Stanley nodded. "It started twenty years or more ago. We have talked with it…"

"Talked with it. How?"

"By printout. We talk back and forth, like the old computers."

"What you really have built is a big computer."

"No. Not a computer. A robot. Another one of us, except it is so big it has no mobility."

"We are talking to no point at all," said Red Cloud. "A robot is nothing more than a walking computer."

'There are points of difference," said Jason, gently. "That, Horace, is what you have refused to see all these years. You've thought of a robot as a machine and it is not. It is a biological concept expressed mechanically…"

"You are quibbling," Red Cloud said.

"I don't think we'll gain anything," said John, "even by the most good-natured argument. We didn't come here, actually, to find what might be building, We came to see how the robots would react to the People, perhaps, many of them, millions of them, coming back to Earth."
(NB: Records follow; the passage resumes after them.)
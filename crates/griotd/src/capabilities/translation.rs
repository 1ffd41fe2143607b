//! Translation capability over a fixed supported-language table.

use super::Capability;
use crate::llm::GenerationClient;
use async_trait::async_trait;
use griot_common::{AgentMessage, AgentResponse, TaskType};
use serde_json::Value;
use std::sync::Arc;
use tracing::warn;

pub const CAPABILITY_ID: &str = "translator";

/// The 8 supported language codes and display names
pub const SUPPORTED_LANGUAGES: &[(&str, &str)] = &[
    ("en", "English"),
    ("fr", "French"),
    ("sw", "Swahili"),
    ("ha", "Hausa"),
    ("yo", "Yoruba"),
    ("ig", "Igbo"),
    ("zu", "Zulu"),
    ("am", "Amharic"),
];

/// Display name for a supported code
pub fn language_name(code: &str) -> Option<&'static str> {
    SUPPORTED_LANGUAGES
        .iter()
        .find(|(c, _)| *c == code)
        .map(|(_, name)| *name)
}

/// Crude marker-word heuristic; defaults to English
pub fn detect_language(text: &str) -> &'static str {
    const MARKERS: &[(&str, &[&str])] = &[
        ("fr", &["bonjour", "merci", "qu'est-ce", " le ", " la ", " est "]),
        ("sw", &["jambo", "asante", "habari", "karibu"]),
        ("ha", &["sannu", "nagode", "yaya"]),
        ("yo", &["bawo", "kaaro", "jowo"]),
        ("ig", &["kedu", "ndewo", "biko"]),
        ("zu", &["sawubona", "ngiyabonga", "yebo"]),
        ("am", &["selam", "amesegenallo"]),
    ];
    let lower = format!(" {} ", text.to_lowercase());
    for (code, markers) in MARKERS {
        if markers.iter().any(|m| lower.contains(m)) {
            return code;
        }
    }
    "en"
}

pub struct TranslationCapability {
    generation: Option<Arc<dyn GenerationClient>>,
}

impl TranslationCapability {
    pub fn new(generation: Option<Arc<dyn GenerationClient>>) -> Self {
        Self { generation }
    }

    pub async fn translate(&self, text: &str, source: &str, target: &str) -> AgentResponse {
        let Some(source_name) = language_name(source) else {
            return AgentResponse::error(
                self.id(),
                format!("unsupported language code: {}", source),
            );
        };
        let Some(target_name) = language_name(target) else {
            return AgentResponse::error(
                self.id(),
                format!("unsupported language code: {}", target),
            );
        };

        if source == target {
            return AgentResponse::ok(self.id(), text, 1.0)
                .with_meta("skipped", Value::Bool(true))
                .with_meta("language", Value::String(source.to_string()));
        }

        if let Some(generation) = &self.generation {
            let prompt = format!(
                "Translate the following text from {} to {}. \
                 Reply with the translation only.\n\n{}",
                source_name, target_name, text
            );
            match generation.generate(&prompt, &[], 0.3, 512).await {
                Ok(translated) => {
                    return AgentResponse::ok(self.id(), translated, 0.85)
                        .with_meta("source_lang", Value::String(source.to_string()))
                        .with_meta("target_lang", Value::String(target.to_string()));
                }
                Err(e) => warn!("Translation generation failed: {}", e),
            }
        }

        // No backend available: bracketed placeholder at reduced confidence
        AgentResponse::ok(self.id(), format!("[Translation unavailable: {}]", text), 0.3)
            .with_meta("target_lang", Value::String(target.to_string()))
    }
}

#[async_trait]
impl Capability for TranslationCapability {
    fn id(&self) -> &'static str {
        CAPABILITY_ID
    }

    async fn invoke(&self, message: AgentMessage) -> AgentResponse {
        debug_assert_eq!(message.task_type, TaskType::Translate);
        let source = message
            .context_str("source_lang")
            .map(str::to_string)
            .unwrap_or_else(|| detect_language(&message.text).to_string());
        let Some(target) = message.context_str("target_lang").map(str::to_string) else {
            return AgentResponse::error(self.id(), "missing target_lang in context");
        };
        self.translate(&message.text, &source, &target).await
    }
}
"I can tell you, without any question, how the most of us would react to it," said Stanley. "We would view it with some apprehension. For they would take us back into their service or, perhaps worse than that, would have no need of us. Some of us, perhaps quite a number of us, would welcome being taken back into their service, for through all the years we have felt the lack of someone needing us. Some of us would welcome the old servitude, for to us it was never really servitude. But I think, as well, that the majority of us now feel we have started on a road along which we can work out for ourselves something approaching the destiny of mankind—not that precise kind of destiny, of course, for it would not fit us and we would not want it. For that reason we would not want the humans to come back. They would interfere. They could not help the interference; it is intellectually impossible for them not to interfere in any affairs that touch them, even most remotely. But that is not a decision we can make for ourselves alone. The decision is the province of the Project…"

"You mean the monster you have built," said Hezekiah.
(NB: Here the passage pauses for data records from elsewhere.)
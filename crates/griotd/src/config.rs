//! Configuration management for griotd.
//!
//! Loads settings from /etc/griot/config.toml or uses defaults. Heuristic
//! constants (per-type reasoning confidences, planner complexity limit)
//! are kept here as tunable defaults rather than hard-coded.

use anyhow::Result;
use serde::{Deserialize, Serialize};
use std::fs;
use tracing::{info, warn};

/// Config file path
pub const CONFIG_PATH: &str = "/etc/griot/config.toml";

/// Fallback config file path
pub const FALLBACK_CONFIG_PATH: &str = "/var/lib/griot/config.toml";

/// Text-generation backend configuration
#[derive(Debug, Clone, Serialize, Deserialize)]
pub struct GenerationConfig {
    /// OpenAI-compatible API base URL
    #[serde(default = "default_generation_base_url")]
    pub base_url: String,

    /// Chat model identifier
    #[serde(default = "default_generation_model")]
    pub model: String,

    /// API key; the GRIOT_API_KEY environment variable takes precedence
    #[serde(default)]
    pub api_key: Option<String>,

    /// Request timeout in seconds
    #[serde(default = "default_generation_timeout")]
    pub request_timeout_secs: u64,

    /// Completion token cap
    #[serde(default = "default_max_tokens")]
    pub max_tokens: u32,
}

fn default_generation_base_url() -> String {
    "https://inference.asicloud.cudos.org/v1".to_string()
}

fn default_generation_model() -> String {
    "qwen/qwen3-32b".to_string()
}

fn default_generation_timeout() -> u64 {
    30
}

fn default_max_tokens() -> u32 {
    512
}

impl Default for GenerationConfig {
    fn default() -> Self {
        Self {
            base_url: default_generation_base_url(),
            model: default_generation_model(),
            api_key: None,
            request_timeout_secs: default_generation_timeout(),
            max_tokens: default_max_tokens(),
        }
    }
}

/// Wikipedia enrichment configuration
#[derive(Debug, Clone, Serialize, Deserialize)]
pub struct EnrichmentConfig {
    /// MediaWiki API endpoint
    #[serde(default = "default_enrichment_api_url")]
    pub api_url: String,

    /// Request timeout in seconds
    #[serde(default = "default_enrichment_timeout")]
    pub request_timeout_secs: u64,

    /// Summary extract cap in characters
    #[serde(default = "default_summary_max_chars")]
    pub summary_max_chars: usize,
}

fn default_enrichment_api_url() -> String {
    "https://en.wikipedia.org/w/api.php".to_string()
}

fn default_enrichment_timeout() -> u64 {
    10
}

fn default_summary_max_chars() -> usize {
    500
}

impl Default for EnrichmentConfig {
    fn default() -> Self {
        Self {
            api_url: default_enrichment_api_url(),
            request_timeout_secs: default_enrichment_timeout(),
            summary_max_chars: default_summary_max_chars(),
        }
    }
}

/// Reasoning engine configuration
#[derive(Debug, Clone, Serialize, Deserialize)]
pub struct ReasoningConfig {
    /// Confidence assigned to proverb matches
    #[serde(default = "default_proverb_confidence")]
    pub proverb_confidence: f64,

    /// Confidence assigned to every other record type
    #[serde(default = "default_item_confidence")]
    pub item_confidence: f64,

    /// Bounded query-cache capacity
    #[serde(default = "default_cache_capacity")]
    pub cache_capacity: usize,
}

fn default_proverb_confidence() -> f64 {
    0.85
}

fn default_item_confidence() -> f64 {
    0.9
}

fn default_cache_capacity() -> usize {
    256
}

impl Default for ReasoningConfig {
    fn default() -> Self {
        Self {
            proverb_confidence: default_proverb_confidence(),
            item_confidence: default_item_confidence(),
            cache_capacity: default_cache_capacity(),
        }
    }
}

/// Orchestrator and pipeline configuration
#[derive(Debug, Clone, Serialize, Deserialize)]
pub struct EngineConfig {
    /// Queries longer than this many words force research + verification
    #[serde(default = "default_complex_word_limit")]
    pub complex_word_limit: usize,

    /// Candidate count kept by the semantic filter
    #[serde(default = "default_retrieval_top_k")]
    pub retrieval_top_k: usize,

    /// Optional JSON dataset replacing the builtin records
    #[serde(default)]
    pub dataset_path: Option<String>,
}

fn default_complex_word_limit() -> usize {
    15
}

fn default_retrieval_top_k() -> usize {
    3
}

impl Default for EngineConfig {
    fn default() -> Self {
        Self {
            complex_word_limit: default_complex_word_limit(),
            retrieval_top_k: default_retrieval_top_k(),
            dataset_path: None,
        }
    }
}

/// Full daemon configuration
#[derive(Debug, Clone, Default, Serialize, Deserialize)]
pub struct Config {
    #[serde(default)]
    pub generation: GenerationConfig,

    #[serde(default)]
    pub enrichment: EnrichmentConfig,

    #[serde(default)]
    pub reasoning: ReasoningConfig,

    #[serde(default)]
    pub engine: EngineConfig,
}

impl Config {
    /// Load config from file, or return defaults
    pub fn load() -> Self {
        Self::load_from_path(CONFIG_PATH)
            .or_else(|_| Self::load_from_path(FALLBACK_CONFIG_PATH))
            .unwrap_or_else(|e| {
                warn!("Config not found, using defaults: {}", e);
                Config::default()
            })
    }

    /// Load config from specific path
    pub fn load_from_path(path: &str) -> Result<Self> {
        let content = fs::read_to_string(path)?;
        let config: Config = toml::from_str(&content)?;
        info!("Loaded config from {}", path);
        Ok(config)
    }
}

#[cfg(test)]
mod tests {
    use super::*;

    #[test]
    fn test_default_config() {
        let config = Config::default();
        assert_eq!(config.generation.model, "qwen/qwen3-32b");
        assert_eq!(config.reasoning.proverb_confidence, 0.85);
        assert_eq!(config.reasoning.item_confidence, 0.9);
        assert_eq!(config.engine.complex_word_limit, 15);
        assert_eq!(config.engine.retrieval_top_k, 3);
    }

    #[test]
    fn test_parse_partial_toml() {
        let toml_str = r#"
[generation]
model = "custom-model"
request_timeout_secs = 5

[engine]
retrieval_top_k = 5
"#;
        let config: Config = toml::from_str(toml_str).unwrap();
        assert_eq!(config.generation.model, "custom-model");
        assert_eq!(config.generation.request_timeout_secs, 5);
        assert_eq!(config.engine.retrieval_top_k, 5);
        // Defaults fill the gaps
        assert_eq!(config.engine.complex_word_limit, 15);
        assert_eq!(config.reasoning.cache_capacity, 256);
    }

    #[test]
    fn test_load_from_file() {
        use std::io::Write;
        let mut file = tempfile::NamedTempFile::new().unwrap();
        writeln!(file, "[reasoning]\ncache_capacity = 16").unwrap();
        let config = Config::load_from_path(file.path().to_str().unwrap()).unwrap();
        assert_eq!(config.reasoning.cache_capacity, 16);
    }
}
Stanley, who had been standing all the time, slowly lowered himself into a chair. He swiveled his head around to stare at Hezekiah. "You do not approve?" he asked. "You do not understand? Of all these people, I would have thought you would."

"You have committed sacrilege," said Hezekiah, sternly. "You have erected an abomination. You have chosen to elevate yourself above your creators. I have spent many lonely, terrible hours, wondering if I and my associates may not be committing sacrilege, devoting our time and utmost effort to a study and a task that should be mankind's study and its task, but at least we still are working for the good of mankind…"

"Please," said Jason. "Let us not debate that now. How can any of us tell if we're right or wrong in any of our actions? Stanley says that it is up to the Project to decide…"

"The Project will know," said Stanley. "It has far more background knowledge than any one of us. We have traveled widely through the years to obtain material that has been fed into its memory cores. We have given it all the knowledge it has been our fortune to lay our hands upon. It knows history, science, philosophy, the arts. And now it is adding to this knowledge on its own. It is talking with something very far in space."

John jerked upright. "How far in space?" he asked.

"We are not sure," said Stanley. "Something, we believe, in the center of the galaxy."